Après cette expédition, le sérail d'Ali prit subitement un aspect guerrier. On n'y parlait plus que de guerre depuis que la paix était faite; le satrape était d'une témérité ravissante, parce qu'il n'avait aucun ennemi en tête, et à sa cour, où chacun criait nous sommes braves, on était dans des transes dès qu'on apprenait l'arrivée d'un renfort de quelques centaines de Français à Corfou.
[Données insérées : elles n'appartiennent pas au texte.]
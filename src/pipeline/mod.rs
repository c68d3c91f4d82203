//! The batch preprocessing pipeline.
//!
//! [`DetPreprocessor`] glues the processors together for one batch call:
//! it resolves every image's target shape, resizes each image to its own
//! target, pads the batch to a common shape, runs one batched
//! normalize-and-layout pass, and wraps the result as a tensor buffer with
//! a single borrowing descriptor for the inference engine.
//!
//! The preprocessor holds no per-call mutable state; every operation takes
//! explicit parameters, so one instance can be shared by concurrent
//! callers. Each call still processes one batch start-to-finish,
//! synchronously.

use crate::core::constants::{DEFAULT_ALIGN, DEFAULT_MEAN, DEFAULT_SCALE, DEFAULT_STD};
use crate::core::errors::{PrepError, PrepResult};
use crate::core::tensor::{BatchTensor, TensorLayout, TensorView};
use crate::core::validation::{
    validate_finite, validate_image_batch, validate_normalization_params, validate_positive,
};
use crate::processors::batch_shape::resolve_batch_shape;
use crate::processors::normalization::Normalizer;
use crate::processors::types::{ChannelOrder, ImageInfo, TargetPolicy};
use crate::utils::image::{pad_to_bottom_right, resize_exact};
use image::RgbImage;
use serde::{Deserialize, Serialize};
use tracing::debug;

/// Configuration for the detection preprocessing pipeline.
///
/// Set once before building a [`DetPreprocessor`]; read on every call.
#[derive(Debug, Clone, PartialEq, Serialize, Deserialize)]
#[serde(default)]
pub struct PreprocessConfig {
    /// The sizing policy applied to every image of a batch.
    pub policy: TargetPolicy,
    /// The alignment base target dimensions are rounded to.
    pub align: u32,
    /// Scaling factor applied to pixel values before normalization.
    pub scale: f32,
    /// Per-channel mean.
    pub mean: [f32; 3],
    /// Per-channel standard deviation.
    pub std: [f32; 3],
    /// Skip mean/variance normalization, keeping raw pixel values.
    pub disable_normalize: bool,
    /// Skip the interleaved-to-planar permutation, keeping HWC layout.
    pub disable_permute: bool,
}

impl Default for PreprocessConfig {
    fn default() -> Self {
        Self {
            policy: TargetPolicy::default(),
            align: DEFAULT_ALIGN,
            scale: DEFAULT_SCALE,
            mean: DEFAULT_MEAN,
            std: DEFAULT_STD,
            disable_normalize: false,
            disable_permute: false,
        }
    }
}

impl PreprocessConfig {
    /// Validates the configuration parameters.
    pub fn validate(&self) -> PrepResult<()> {
        self.policy.validate(self.align)?;
        validate_finite(self.scale, "scale")?;
        validate_positive(self.scale, "scale")?;
        validate_normalization_params(&self.mean, &self.std)?;
        Ok(())
    }

    /// Loads and validates a configuration from a JSON string.
    ///
    /// Missing fields fall back to their defaults.
    pub fn from_json(json: &str) -> PrepResult<Self> {
        let config: Self = serde_json::from_str(json)
            .map_err(|e| PrepError::config_error(format!("failed to parse config: {e}")))?;
        config.validate()?;
        Ok(config)
    }
}

/// Output of one preprocessing call.
#[derive(Debug)]
pub struct PreprocessOutput {
    /// The assembled batch tensor.
    pub batch: BatchTensor,
    /// Per-image sizing records, ordered by batch index.
    pub infos: Vec<ImageInfo>,
}

impl PreprocessOutput {
    /// Returns the descriptors consumed by the inference engine: exactly
    /// one view of the batch buffer's data.
    pub fn tensor_views(&self) -> Vec<TensorView<'_>> {
        vec![self.batch.as_view()]
    }
}

/// Batch preprocessor for detection models.
///
/// Immutable after construction; see the module docs for the concurrency
/// contract.
#[derive(Debug, Clone)]
pub struct DetPreprocessor {
    config: PreprocessConfig,
    normalizer: Normalizer,
}

impl DetPreprocessor {
    /// Creates a preprocessor from a validated configuration.
    ///
    /// # Errors
    ///
    /// Returns a configuration error if any parameter fails validation.
    pub fn new(config: PreprocessConfig) -> PrepResult<Self> {
        config.validate()?;

        let normalizer = if config.disable_normalize {
            Normalizer::identity()
        } else {
            Normalizer::new(config.scale, config.mean, config.std)?
        };

        Ok(Self { config, normalizer })
    }

    /// Returns the active configuration.
    pub fn config(&self) -> &PreprocessConfig {
        &self.config
    }

    /// Preprocesses one batch of images into a single tensor.
    ///
    /// Under well-formed input (non-empty batch, positive image
    /// dimensions) this always succeeds; there is no data-dependent
    /// failure path.
    pub fn run(&self, images: &[RgbImage]) -> PrepResult<PreprocessOutput> {
        validate_image_batch(images, "detection preprocessing")?;

        let shape = resolve_batch_shape(images, &self.config.policy, self.config.align)?;
        debug!(
            "resolved batch shape {}x{} over {} images",
            shape.max_w,
            shape.max_h,
            images.len()
        );

        let mut prepared = Vec::with_capacity(images.len());
        for (i, (img, info)) in images.iter().zip(&shape.infos).enumerate() {
            let resized = resize_exact(img, info.target_w, info.target_h);

            // The maxima are computed over these same targets, so the pad
            // amounts cannot be negative.
            debug_assert!(shape.max_w >= info.target_w && shape.max_h >= info.target_h);
            let padded = pad_to_bottom_right(&resized, shape.max_w, shape.max_h);

            debug!(
                "image {}: {}x{} -> {}x{}, padded to {}x{}",
                i, info.src_w, info.src_h, info.target_w, info.target_h, shape.max_w, shape.max_h
            );
            prepared.push(padded);
        }

        let order = if self.config.disable_permute {
            ChannelOrder::HWC
        } else {
            ChannelOrder::CHW
        };
        let tensor = self.normalizer.apply_batch(&prepared, order)?;
        debug!("batch tensor shape {:?}", tensor.shape());

        let layout = match order {
            ChannelOrder::CHW => TensorLayout::Nchw,
            ChannelOrder::HWC => TensorLayout::Nhwc,
        };

        Ok(PreprocessOutput {
            batch: BatchTensor::new(tensor, layout),
            infos: shape.infos,
        })
    }
}

#[cfg(test)]
mod tests {
    use super::*;
    use crate::core::tensor::DType;
    use image::Rgb;

    fn small_thresholds() -> TargetPolicy {
        TargetPolicy::EdgeThresholds {
            long_min: 64,
            short_min: 32,
        }
    }

    fn gradient_image(width: u32, height: u32) -> RgbImage {
        RgbImage::from_fn(width, height, |x, y| {
            Rgb([(x % 256) as u8, (y % 256) as u8, ((x + y) % 256) as u8])
        })
    }

    #[test]
    fn test_batch_shares_one_padded_shape() {
        let config = PreprocessConfig {
            policy: small_thresholds(),
            ..Default::default()
        };
        let preprocessor = DetPreprocessor::new(config).unwrap();

        // 40x30 resolves to 64x64, 20x60 to 32x96.
        let images = vec![gradient_image(40, 30), gradient_image(20, 60)];
        let output = preprocessor.run(&images).unwrap();

        assert_eq!(output.batch.shape(), [2, 3, 96, 64]);
        for info in &output.infos {
            assert!(info.target_w <= 64);
            assert!(info.target_h <= 96);
        }
    }

    #[test]
    fn test_two_runs_are_bit_identical() {
        let config = PreprocessConfig {
            policy: small_thresholds(),
            ..Default::default()
        };
        let preprocessor = DetPreprocessor::new(config).unwrap();
        let images = vec![gradient_image(40, 30), gradient_image(20, 60)];

        let a = preprocessor.run(&images).unwrap();
        let b = preprocessor.run(&images).unwrap();
        assert_eq!(a.batch.data(), b.batch.data());
    }

    #[test]
    fn test_disabled_flags_keep_raw_hwc_values() {
        let config = PreprocessConfig {
            policy: TargetPolicy::Fixed {
                height: 32,
                width: 32,
            },
            disable_normalize: true,
            disable_permute: true,
            ..Default::default()
        };
        let preprocessor = DetPreprocessor::new(config).unwrap();

        // Already at the fixed target, so no resample touches the pixels.
        let img = gradient_image(32, 32);
        let output = preprocessor.run(&[img.clone()]).unwrap();
        let tensor = output.batch.data();

        assert_eq!(output.batch.layout(), TensorLayout::Nhwc);
        assert_eq!(output.batch.shape(), [1, 32, 32, 3]);
        for y in 0..32u32 {
            for x in 0..32u32 {
                let pixel = img.get_pixel(x, y);
                for c in 0..3 {
                    assert_eq!(tensor[[0, y as usize, x as usize, c]], pixel[c] as f32);
                }
            }
        }
    }

    #[test]
    fn test_padding_is_zero_and_content_keeps_origin() {
        let config = PreprocessConfig {
            policy: small_thresholds(),
            disable_normalize: true,
            disable_permute: true,
            ..Default::default()
        };
        let preprocessor = DetPreprocessor::new(config).unwrap();

        let images = vec![
            RgbImage::from_pixel(40, 30, Rgb([255, 255, 255])),
            RgbImage::from_pixel(20, 60, Rgb([255, 255, 255])),
        ];
        let output = preprocessor.run(&images).unwrap();
        let tensor = output.batch.data();

        // Image 0 occupies 64x64 of the 64x96 slot: rows below 64 are padding.
        assert!(tensor[[0, 0, 0, 0]] > 200.0);
        assert_eq!(tensor[[0, 80, 10, 0]], 0.0);
        assert_eq!(tensor[[0, 95, 63, 2]], 0.0);
        // Image 1 occupies 32x96: columns right of 32 are padding.
        assert!(tensor[[1, 0, 0, 0]] > 200.0);
        assert_eq!(tensor[[1, 0, 40, 1]], 0.0);
    }

    #[test]
    fn test_static_policy_forces_fixed_shape() {
        let config = PreprocessConfig {
            policy: TargetPolicy::Fixed {
                height: 64,
                width: 96,
            },
            ..Default::default()
        };
        let preprocessor = DetPreprocessor::new(config).unwrap();

        let images = vec![gradient_image(400, 300), gradient_image(12, 34)];
        let output = preprocessor.run(&images).unwrap();

        assert_eq!(output.batch.shape(), [2, 3, 64, 96]);
        for info in &output.infos {
            assert_eq!((info.target_w, info.target_h), (96, 64));
        }
    }

    #[test]
    fn test_exactly_one_view_with_buffer_metadata() {
        let config = PreprocessConfig {
            policy: small_thresholds(),
            ..Default::default()
        };
        let preprocessor = DetPreprocessor::new(config).unwrap();
        let output = preprocessor.run(&[gradient_image(40, 30)]).unwrap();

        let views = output.tensor_views();
        assert_eq!(views.len(), 1);
        let view = &views[0];
        assert_eq!(view.shape, output.batch.shape());
        assert_eq!(view.dtype, DType::F32);
        assert_eq!(view.layout, output.batch.layout());
        assert_eq!(view.device, output.batch.device());
        assert_eq!(view.device_id, output.batch.device_id());
        assert_eq!(view.as_ptr(), output.batch.data().as_ptr());
    }

    #[test]
    fn test_empty_batch_rejected() {
        let preprocessor = DetPreprocessor::new(PreprocessConfig::default()).unwrap();
        assert!(preprocessor.run(&[]).is_err());
    }

    #[test]
    fn test_invalid_config_rejected() {
        let config = PreprocessConfig {
            policy: TargetPolicy::EdgeThresholds {
                long_min: 960,
                short_min: 0,
            },
            ..Default::default()
        };
        assert!(DetPreprocessor::new(config).is_err());

        let config = PreprocessConfig {
            std: [0.0, 0.5, 0.5],
            ..Default::default()
        };
        assert!(DetPreprocessor::new(config).is_err());
    }

    #[test]
    fn test_config_from_json() {
        let config = PreprocessConfig::from_json(
            r#"{
                "policy": { "EdgeThresholds": { "long_min": 960, "short_min": 640 } },
                "disable_normalize": true
            }"#,
        )
        .unwrap();
        assert!(config.disable_normalize);
        assert!(!config.disable_permute);
        assert_eq!(config.align, 32);

        // Unparseable and invalid configurations are both rejected.
        assert!(PreprocessConfig::from_json("not json").is_err());
        assert!(
            PreprocessConfig::from_json(
                r#"{ "policy": { "LongSideLimit": { "max_side_len": 0 } } }"#
            )
            .is_err()
        );
    }
}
Cependant celui qui s'imaginait avoir trompé tous les regards reprit son allure amicale vis-à-vis des autorités françaises, auxquelles il ne cessait de demander Parga, et afin de se donner l'importance à la mode, inventée par Bonaparte, et suivie depuis par ses imitateurs, qui ont perdu de vue l'adage antique ex longinquo reverentia, il se mit à parcourir ses états. Il était sans cesse en mouvement, et tel que Genséric (1), appareillant du port de Carthage, il aurait pu répondre à ceux qui lui demandaient de quel côté il voulait tourner ses pas: Vers ceux sur lesquels la colère de Dieu veut s'appesantir. Ce fut sous cette influence sinistre d'agitations et d'intrigues, que j'eus occasion d'accompagner Ali pacha, dont je vais faire connaître les mœurs in

(1) Δηλονότι ἐφ' οὓς θεὸς ὤργισται. PROCOP., Bell. Vandalic., lib. F, c. v.